How to Reduce Futures Fees
Pay Fees with BNB
On Binance, paying fees with BNB gives you a 10% discount. Enable "Use BNB for Fee Deduction" in the app settings and ensure your futures wallet holds enough BNB.
Upgrade Your VIP Tier
Binance uses a tiered fee structure — more volume means a higher VIP level and lower fees. The top tier can get Maker fees as low as 0.00% and Taker fees as low as 0.017%. This requires enormous volume though, so it's out of reach for most retail traders.
Use Limit Orders Instead of Market Orders
Since Maker fees are much lower than Taker fees, placing limit orders instead of market orders is a great way to save money. Limit orders may not fill immediately, but the long-term savings are significant.
Time Your Entries
In the hour or two before funding rate collection, traders often close or adjust positions to avoid paying. Watch the funding rate and avoid opening during extreme highs.
Monthly Fee Reality Check
Let's calculate for a moderately active trader: 5 trades per day, average position value of 2,000 USDT each, all market orders.
Daily trading fees: 5 trades x 2 (open + close) x 2,000 x 0.05% = 10 USDT. Monthly: 300 USDT.
Plus funding rates (assuming average 5,000 USDT position, 0.01% rate): 3 collections/day x 0.5 USDT = 1.5/day, or 45 USDT/month.

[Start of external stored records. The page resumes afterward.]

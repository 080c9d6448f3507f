//! 部署服务模块
//!
//! 按固定顺序执行流水线步骤，任何一步失败即停止（不回滚、不重试）

pub mod pipeline;

use std::sync::Arc;
use std::time::{Duration, Instant};
use tracing::{error, info, warn};

use crate::config::EnvConfig;
use crate::domain::deploy::{
    DeploymentEvent, DeploymentOutcome, DeploymentRecord, PipelineStep, StepResult, StepStatus,
};
use crate::infra::command::{StepExecution, StepRunner};
use crate::state::{AppState, DeployGuard};

pub use pipeline::default_steps;

/// 部署执行器
///
/// 持有步骤列表和步骤执行器，单个解释循环按顺序执行
pub struct Executor {
    steps: Vec<PipelineStep>,
    runner: Arc<dyn StepRunner>,
    step_timeout: Duration,
    stderr_limit: usize,
    /// 用于 stderr 脱敏
    secret: Option<String>,
}

impl Executor {
    pub fn new(
        steps: Vec<PipelineStep>,
        runner: Arc<dyn StepRunner>,
        step_timeout: Duration,
        stderr_limit: usize,
    ) -> Self {
        Self {
            steps,
            runner,
            step_timeout,
            stderr_limit,
            secret: None,
        }
    }

    /// 使用默认流水线创建
    pub fn from_config(config: &EnvConfig, runner: Arc<dyn StepRunner>) -> Self {
        let mut executor = Self::new(
            default_steps(config),
            runner,
            config.step_timeout,
            config.stderr_tail_bytes,
        );
        executor.secret = config.secret.clone();
        executor
    }

    pub fn steps(&self) -> &[PipelineStep] {
        &self.steps
    }

    /// 执行全部步骤
    ///
    /// 调用方必须持有部署锁
    pub async fn run(&self, deployment_id: &str) -> DeploymentOutcome {
        let mut outcome = DeploymentOutcome::new(deployment_id.to_string());
        let total = self.steps.len();

        for (index, step) in self.steps.iter().enumerate() {
            info!(
                deployment_id = %deployment_id,
                step = %step.name,
                command = %step.command_line(),
                "[{}/{}] Running step",
                index + 1,
                total
            );

            let started = Instant::now();
            let result = self
                .runner
                .run(step, self.step_timeout, self.stderr_limit)
                .await;
            let duration_ms = started.elapsed().as_millis() as u64;

            let (status, exit_code, failure) = match result {
                Ok(exec) if exec.success() => (StepStatus::Success, exec.exit_code, None),
                Ok(exec) if exec.timed_out => {
                    let reason = format!(
                        "step '{}' timed out after {}ms",
                        step.name,
                        self.step_timeout.as_millis()
                    );
                    (StepStatus::TimedOut, None, Some((reason, exec.stderr_tail)))
                }
                Ok(StepExecution {
                    exit_code,
                    stderr_tail,
                    ..
                }) => {
                    let reason = match exit_code {
                        Some(code) => format!("step '{}' exited with code {}", step.name, code),
                        None => format!("step '{}' was terminated by a signal", step.name),
                    };
                    (StepStatus::Failed, exit_code, Some((reason, stderr_tail)))
                }
                Err(e) => {
                    let reason = format!("step '{}' could not be started: {}", step.name, e);
                    (StepStatus::Failed, None, Some((reason, String::new())))
                }
            };

            outcome.steps.push(StepResult {
                name: step.name.clone(),
                exit_code,
                duration_ms,
                status,
            });

            let Some((reason, stderr_tail)) = failure else {
                info!(
                    deployment_id = %deployment_id,
                    step = %step.name,
                    duration_ms = duration_ms,
                    "Step finished"
                );
                continue;
            };

            if !step.abort_on_failure {
                warn!(
                    deployment_id = %deployment_id,
                    step = %step.name,
                    "{}, continuing",
                    reason
                );
                continue;
            }

            error!(
                deployment_id = %deployment_id,
                step = %step.name,
                exit_code = ?exit_code,
                "{}; remaining steps skipped",
                reason
            );
            outcome.failed_step = Some(step.name.clone());
            outcome.failure_reason = Some(reason);
            if !stderr_tail.is_empty() {
                outcome.stderr_tail = Some(redact(&stderr_tail, self.secret.as_deref()));
            }
            break;
        }

        outcome
    }
}

/// 执行一次部署并写入历史
///
/// 接管部署锁，函数返回时（或任务 panic 时）锁随 guard 一起释放
pub async fn execute(
    state: Arc<AppState>,
    event: DeploymentEvent,
    guard: DeployGuard,
) -> DeploymentOutcome {
    let deployment_id = guard.info().deployment_id.clone();
    let started_at = guard.info().started_at;

    info!(
        deployment_id = %deployment_id,
        reference = %event.reference,
        commit = ?event.commit,
        delivery = ?event.delivery_id,
        "Deployment started"
    );

    let outcome = state.executor.run(&deployment_id).await;

    let record = DeploymentRecord::from_outcome(&event, &outcome, started_at);
    let elapsed_ms = (record.finished_at - started_at).num_milliseconds();
    let steps_succeeded = outcome.steps.iter().filter(|s| s.succeeded()).count();
    if outcome.is_success() {
        info!(
            deployment_id = %deployment_id,
            status = record.status.as_str(),
            steps_succeeded = steps_succeeded,
            elapsed_ms = elapsed_ms,
            "Deployment finished"
        );
    } else {
        error!(
            deployment_id = %deployment_id,
            status = record.status.as_str(),
            failed_step = ?outcome.failed_step,
            steps_succeeded = steps_succeeded,
            elapsed_ms = elapsed_ms,
            "Deployment failed; stack left as of the last successful step"
        );
    }
    state.history.record(record).await;

    drop(guard);
    outcome
}

/// 从 stderr 尾部中去掉密钥
///
/// 尾部是截断后的输出，密钥可能只剩后半段出现在开头，这部分同样遮盖
fn redact(text: &str, secret: Option<&str>) -> String {
    let secret = match secret {
        Some(secret) if !secret.is_empty() => secret,
        _ => return text.to_string(),
    };
    let redacted = text.replace(secret, "***");
    let cut = secret
        .char_indices()
        .skip(1)
        .map(|(i, _)| &secret[i..])
        .find(|suffix| redacted.starts_with(suffix));
    match cut {
        Some(suffix) => format!("***{}", &redacted[suffix.len()..]),
        None => redacted,
    }
}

Total monthly hidden cost: roughly 345 USDT. And that doesn't include slippage. For high-frequency traders, the number is even more staggering.
Futures trading isn't just about watching your P&L — fee costs must be factored into your trading plan.
Q: How many times are fees charged per trade?
A: Fees are based on position value, not margin. You pay once when opening and once when closing — two charges per complete trade. If you hold a position through the 8-hour settlement window, you may also pay or receive the funding rate.
Q: Why do my fees seem higher than expected?
A: Because fees are calculated on the leveraged position value. With 100 USDT margin at 10x leverage, the fee base is 1,000 USDT, not 100 USDT. With two charges per trade, total fees run about 1% of your margin. Frequent trading compounds this rapidly.